Setting aside Jan Fabre’s 24-hour performance Mount Olympus, the summit of endurance at Het Theaterfestival was reached by the performance of Borgen, a 9-hour adaptation of the Danish television series about the coulisses of politics and a prestige project of the Noord Nederlands Toneel (Groningen), directed by Ola Mafaalani. Tickets are expensive; there are no free tickets or reductions, not even for press and the in-crowd. But you are given the opportunity to see a visually and dramatically enchanting spectacle, including exquisite gastronomy. It’s theatre for the moderately critical middle-class, and it feels slightly uneasy when it becomes so obvious. In the original series by Adam Price, the balance between political content and personal narrative—how to reconcile responsible parenthood and an exciting marriage with endless political overtime?—is well preserved. However, in the theatrical version, this balance is toppled more than once. All aspects related to family life receive more attention; political themes are treated more quickly and more superficially. Only after some time does the substantive plus-value of such an adaptation for the theatre become apparent.
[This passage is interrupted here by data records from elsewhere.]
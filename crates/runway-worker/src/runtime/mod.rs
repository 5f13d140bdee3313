//! App runtimes hosted inside a worker thread.
//!
//! A runtime is picked from the app directory when the worker boots:
//! html entrypoints are served as static files, anything else is run as a
//! child process and proxied.

mod process;
mod static_files;

pub use process::ProcessRuntime;
pub use static_files::StaticRuntime;

use async_trait::async_trait;

use crate::error::WorkerError;
use crate::{WorkerRequest, WorkerResponse, WorkerSpec};

/// Entrypoints probed, in order, when an app does not declare one.
const DEFAULT_ENTRYPOINTS: &[&str] = &[
    "index.html",
    "index.ts",
    "index.js",
    "index.mjs",
    "server.ts",
    "server.js",
];

/// An app living on a worker thread.
///
/// Runtimes are owned by a single thread and never cross it, so they are
/// not required to be `Send`.
#[async_trait(?Send)]
pub trait AppRuntime {
    /// Answer one request.
    async fn handle(&self, request: WorkerRequest) -> Result<WorkerResponse, WorkerError>;

    /// Release resources before the thread exits.
    async fn shutdown(&self) {}
}

/// Pick and boot the runtime for `spec`.
pub(crate) async fn create(spec: &WorkerSpec) -> Result<Box<dyn AppRuntime>, WorkerError> {
    let entrypoint = match &spec.entrypoint {
        Some(entry) => entry.clone(),
        None => default_entrypoint(spec).await?,
    };

    if is_html(&entrypoint) {
        let runtime = StaticRuntime::new(&spec.dir, &entrypoint)?;
        tracing::debug!("[{}] Serving static files from {}", spec.name, spec.dir.display());
        Ok(Box::new(runtime))
    } else {
        let runtime = ProcessRuntime::start(spec, &entrypoint).await?;
        Ok(Box::new(runtime))
    }
}

async fn default_entrypoint(spec: &WorkerSpec) -> Result<String, WorkerError> {
    for candidate in DEFAULT_ENTRYPOINTS {
        if tokio::fs::metadata(spec.dir.join(candidate))
            .await
            .map(|m| m.is_file())
            .unwrap_or(false)
        {
            return Ok((*candidate).to_string());
        }
    }
    Err(WorkerError::Startup(format!(
        "no entrypoint found in {}",
        spec.dir.display()
    )))
}

fn is_html(entrypoint: &str) -> bool {
    let lower = entrypoint.to_ascii_lowercase();
    lower.ends_with(".html") || lower.ends_with(".htm")
}

#[cfg(test)]
mod tests {
    use super::*;

    #[test]
    fn test_is_html() {
        assert!(is_html("index.html"));
        assert!(is_html("dist/App.HTM"));
        assert!(!is_html("index.ts"));
    }

    #[tokio::test]
    async fn test_default_entrypoint_prefers_html() {
        let dir = tempfile::TempDir::new().unwrap();
        std::fs::write(dir.path().join("index.ts"), "export default {}").unwrap();
        std::fs::write(dir.path().join("index.html"), "<html></html>").unwrap();

        let spec = WorkerSpec::new("app", dir.path());
        assert_eq!(default_entrypoint(&spec).await.unwrap(), "index.html");
    }

    #[tokio::test]
    async fn test_missing_entrypoint_is_startup_error() {
        let dir = tempfile::TempDir::new().unwrap();
        let spec = WorkerSpec::new("app", dir.path());
        let err = default_entrypoint(&spec).await.unwrap_err();
        assert!(matches!(err, WorkerError::Startup(_)));
    }
}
In a mainstream series such as Borgen, private stories are forced into the style of a soap, albeit perhaps a bit more sophisticated. But live theatre doesn’t suffer from the implicit compulsion of the sentimental realism that most of the time takes place in a kitchen. The lonely toddler and the depressive teenager—the children of Birgitte Nyborg, the fictive Danish prime minister and the main character (a role by Malou Gorter)—cross the stage during political discussions in antechambers; they disturb press briefings without consequences. Their elementary theatrical presence influences the image, just like the presence of Bent Sejro (Wim van der Grijn), Nyborg’s mentor, does. After his stroke, you observe his slow but steady revalidation, as he shuffles over the stage until he can walk without his cane. The scenography is layered—a balcony, a wide staircase on the background, three concentric round tables, often descending from the flytower, together or one by one—and the soundscape, performed live by the Eef van Breen Group, is all-embracing, lightly jazzy, but never too ‘loungy.’ Through these elements, the stage seems to lose all its political ramifications, and the subtle political details vanish altogether.
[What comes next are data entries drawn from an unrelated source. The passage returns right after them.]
//! Injectable source of the current instant.

use chrono::{DateTime, FixedOffset, Local, NaiveDate};

/// Supplies "now" to code that would otherwise reach for the system clock.
pub trait Clock: Send + Sync {
    /// The current instant, carrying the offset of the user's local time.
    fn now(&self) -> DateTime<FixedOffset>;

    /// The local calendar date of [`Clock::now`].
    fn today(&self) -> NaiveDate {
        self.now().date_naive()
    }
}

/// Reads the operating system clock in the local timezone.
#[derive(Debug, Clone, Copy, Default)]
pub struct SystemClock;

impl Clock for SystemClock {
    fn now(&self) -> DateTime<FixedOffset> {
        Local::now().fixed_offset()
    }
}

/// Always reports the same instant.
#[derive(Debug, Clone, Copy)]
pub struct FixedClock(pub DateTime<FixedOffset>);

impl Clock for FixedClock {
    fn now(&self) -> DateTime<FixedOffset> {
        self.0
    }
}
However, this comprehensive ‘depoliticization’ disappears in the subsequent episodes dealing with issues of refugees and migrants (the Syrian background of director Ola Mafaalani might have played a role in this choice). The right-wing populist Svend Aga Saltum (Harry Piekema) is not a caricature of his Dutch colleague Geert Wilders, but he behaves mostly as a reasonable and civilized man. His interventions contrast sharply with the political games the partners of the governmental coalition inevitably play: this is an audacious dramaturgical choice, faultlessly performed. Nyborg’s replies—especially in an emotional speech—are remarkably ‘un-political’; they are a humanist answer to the coarseness of the contemporary political discourse, especially in the Netherlands. This Borgen is theatre for the civilized intellectual, who nods approvingly at this dose of healthy moralism, about which one should not be ironic. However, in Mafaalani’s hands the apotheosis of the story, which almost comes down to the canonization or the Assumption of the Holy Virgin called Birgitte Nyborg, it is over the top. As a spectator, though, I suppress this grandiloquence rather easily.
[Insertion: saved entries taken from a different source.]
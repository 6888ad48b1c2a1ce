//! Logged training sessions.

use chrono::{DateTime, NaiveDate, Utc};
use serde::{Deserialize, Serialize};

use crate::types::{EntryId, ValidationError, non_blank};

/// A logged, completed training session.
///
/// Entries are created by the entry store from a [`NewTimeEntry`] and are
/// never mutated afterwards.
#[derive(Debug, Clone, PartialEq, Serialize, Deserialize)]
pub struct TimeEntry {
    /// Store-assigned identifier.
    pub id: EntryId,
    /// Calendar date the session is attributed to.
    pub date: NaiveDate,
    /// Session length in minutes.
    pub duration: f64,
    /// What the apprentice was doing.
    pub activity: String,
    #[serde(default, skip_serializing_if = "Option::is_none")]
    pub notes: Option<String>,
    #[serde(default, skip_serializing_if = "Option::is_none")]
    pub location: Option<String>,
    #[serde(default, skip_serializing_if = "Option::is_none")]
    pub supervisor: Option<String>,
    /// `true` when recorded by the session timer rather than typed in.
    pub is_automatic: bool,
    /// When the store accepted the entry.
    pub created_at: DateTime<Utc>,
}

impl TimeEntry {
    /// Duration in minutes, with malformed values counting as zero.
    pub(crate) fn countable_minutes(&self) -> f64 {
        if self.duration.is_finite() && self.duration > 0.0 {
            self.duration
        } else {
            0.0
        }
    }
}

/// A validated entry waiting to be appended to the entry store.
///
/// Construction is the single validation boundary for entry shape: anything
/// that reaches the store has a non-empty activity and a positive duration.
#[derive(Debug, Clone, PartialEq)]
pub struct NewTimeEntry {
    date: NaiveDate,
    duration: f64,
    activity: String,
    notes: Option<String>,
    location: Option<String>,
    supervisor: Option<String>,
    is_automatic: bool,
}

impl NewTimeEntry {
    /// Creates a manually entered session.
    pub fn manual(
        date: NaiveDate,
        duration_minutes: f64,
        activity: impl Into<String>,
    ) -> Result<Self, ValidationError> {
        Self::build(date, duration_minutes, activity.into(), false)
    }

    /// Creates a session recorded by the timer.
    pub fn automatic(
        date: NaiveDate,
        duration_minutes: f64,
        activity: impl Into<String>,
    ) -> Result<Self, ValidationError> {
        Self::build(date, duration_minutes, activity.into(), true)
    }

    fn build(
        date: NaiveDate,
        duration: f64,
        activity: String,
        is_automatic: bool,
    ) -> Result<Self, ValidationError> {
        let activity = activity.trim().to_string();
        if activity.is_empty() {
            return Err(ValidationError::MissingActivity);
        }
        if !duration.is_finite() || duration <= 0.0 {
            return Err(ValidationError::InvalidDuration { value: duration });
        }
        Ok(Self {
            date,
            duration,
            activity,
            notes: None,
            location: None,
            supervisor: None,
            is_automatic,
        })
    }

    #[must_use]
    pub fn with_notes(mut self, notes: Option<String>) -> Self {
        self.notes = non_blank(notes);
        self
    }

    #[must_use]
    pub fn with_location(mut self, location: Option<String>) -> Self {
        self.location = non_blank(location);
        self
    }

    #[must_use]
    pub fn with_supervisor(mut self, supervisor: Option<String>) -> Self {
        self.supervisor = non_blank(supervisor);
        self
    }

    pub const fn date(&self) -> NaiveDate {
        self.date
    }

    /// Duration in minutes.
    pub const fn duration(&self) -> f64 {
        self.duration
    }

    pub fn activity(&self) -> &str {
        &self.activity
    }

    pub fn notes(&self) -> Option<&str> {
        self.notes.as_deref()
    }

    pub fn location(&self) -> Option<&str> {
        self.location.as_deref()
    }

    pub fn supervisor(&self) -> Option<&str> {
        self.supervisor.as_deref()
    }

    pub const fn is_automatic(&self) -> bool {
        self.is_automatic
    }

    /// Materializes the entry once the store has assigned identity.
    pub fn into_entry(self, id: EntryId, created_at: DateTime<Utc>) -> TimeEntry {
        TimeEntry {
            id,
            date: self.date,
            duration: self.duration,
            activity: self.activity,
            notes: self.notes,
            location: self.location,
            supervisor: self.supervisor,
            is_automatic: self.is_automatic,
            created_at,
        }
    }
}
The price of the ticket keeps a younger audience away from this Borgen, but elsewhere at these festivals they watch and listen eagerly. They are massively present at performances such as De radicalisering van Sadhettin K. (‘The radicalization of Sadhettin K.’), during which the eponymous actor/director relativizes himself to death as a depressive stand-up comedian. After a series of productions in which he tried too hard (as he confesses himself), but quite successfully, to express the inner divisions of a Dutch Turk (or a Turkish Dutchman), including the disproportionate attention to religious identity, he takes stock of the situation, the whole enterprise having ended up in red figures. Getting no further than some half-racist jokes, he concludes that he will always stay ‘the other,’ the dangerous other even, and that he would be better off shutting his mouth and beginning to sell irony. No more festive stage set here, but the debris of his previous sets transformed into a cardboard tank—a tank he has stopped himself, maybe, at the Bosporus Bridge in Istanbul, on that infamous 15th of July. “Radicalization means impotence” seems to be his message, not just the impotence of the theatre maker whose work is easily marketable as ‘migrant art,’ but even more the impotence of the spectator, who suddenly sees that his own ‘modest’ racism is being absolutized in an angry Turk.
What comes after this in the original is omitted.